Henry Chinaski, znany amerykański poeta, zarabia na życie odczytywaniem swoich wierszy na wieczorkach autorskich. Jest zapraszany na uniwersytety, gdzie z jego twórczością zapoznają się studenci, prezentuje także w podrzędnych klubach nocnych. Zawsze zbiera się w nich duże audytorium słuchaczy - zarówno jego fanów, jak i przeciwników. Główny bohater powieści nie lubi tych wystąpień, ale godzi się na nie, ponieważ można zarobić kilkaset dolarów, a przy okazji solidnie się napić. Bo trzeba wiedzieć, że największą miłością Chinaskiego jest alkohol. Nie ma dnia, żeby nie wypił, każda pora jest dobra na kilka głębszych. Alkohol po prostu jest mu potrzebny do życia, tak jak powietrze dla wszystkich ludzi. W przypadku Chinaskiego alkohol jest nawet ważniejszy od powietrza.

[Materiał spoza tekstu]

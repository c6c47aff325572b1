//! audio - Call audio routing over the audio server's module interface
//!
//! Bridges the modem's ALSA card and the default input/output with
//! `module-loopback` instances while a voice call is up. The audio server is
//! driven through an asynchronous request/reply channel (`AudioServer`);
//! everything here runs on a single-threaded `LocalSet`.

mod audio_system;
mod card_lookup;
mod connection;
mod direction;
mod find_loopback;
mod instantiate;
mod pactl;
mod props;
mod server;
mod teardown;

#[cfg(test)]
pub(crate) mod mock;

pub use audio_system::AudioSystem;
pub use direction::Direction;
pub use instantiate::LoopbackTuning;
pub use pactl::PactlServer;

/// Module type used for every call audio route.
pub const LOOPBACK_MODULE: &str = "module-loopback";
use crate::config::Config;
use std::net::SocketAddr;
use std::sync::Arc;
use tokio::net::UdpSocket;
use tokio::sync::mpsc;

pub enum ControlEvent {
    /// 消息内容和发送方地址，回复直接发回发送方
    Message(String, SocketAddr),
}

pub struct ControlBridge {
    socket: Arc<UdpSocket>,
    buffer_size: usize,
    tx: mpsc::Sender<ControlEvent>,
}

// 电话/拨号进程通过本地UDP下发控制消息，地址在配置中指定
impl ControlBridge {
    pub async fn new(config: &Config, tx: mpsc::Sender<ControlEvent>) -> anyhow::Result<Self> {
        let addr = format!("{}:{}", config.control_local_ip, config.control_local_port);
        Self::bind(&addr, config.control_buffer_size, tx).await
    }

    pub async fn bind(
        addr: &str,
        buffer_size: usize,
        tx: mpsc::Sender<ControlEvent>,
    ) -> anyhow::Result<Self> {
        let socket = UdpSocket::bind(addr).await?;
        log::info!("Control bridge listening on {}", socket.local_addr()?);
        Ok(Self {
            socket: Arc::new(socket),
            buffer_size,
            tx,
        })
    }

    pub fn local_addr(&self) -> anyhow::Result<SocketAddr> {
        Ok(self.socket.local_addr()?)
    }

    pub async fn run(&self) -> anyhow::Result<()> {
        let mut buf = vec![0u8; self.buffer_size];
        loop {
            let (len, peer) = self.socket.recv_from(&mut buf).await?;
            if len == 0 {
                continue;
            }
            match std::str::from_utf8(&buf[..len]) {
                Ok(msg) => {
                    if let Err(e) = self.tx.send(ControlEvent::Message(msg.to_string(), peer)).await {
                        log::error!("Failed to forward control event: {}", e);
                        break;
                    }
                }
                Err(_) => log::warn!("Dropping non UTF-8 datagram from {}", peer),
            }
        }
        Ok(())
    }

    pub async fn send_to(&self, msg: &str, peer: SocketAddr) -> anyhow::Result<()> {
        self.socket.send_to(msg.as_bytes(), peer).await?;
        Ok(())
    }
}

Drugą jego miłością są kobiety, a dokładniej mówiąc - seks z nimi. Mimo że nie jest przystojny (można by nawet rzec, że jest odrażającym opojem), mimo iż nie jest specjalnie wygadany, ma to "coś" w sobie, co sprawia, że kobiety lgną do niego. Być może przyciąga je sława poety, tudzież inteligencja, na której brak narzekać nie może.
Trzecia jego miłość to wyścigi konne. Potrafi spędzić na torze cały dzień obstawiając poszczególne gonitwy - czasem nawet udaje mu się wygrać kilka dolców.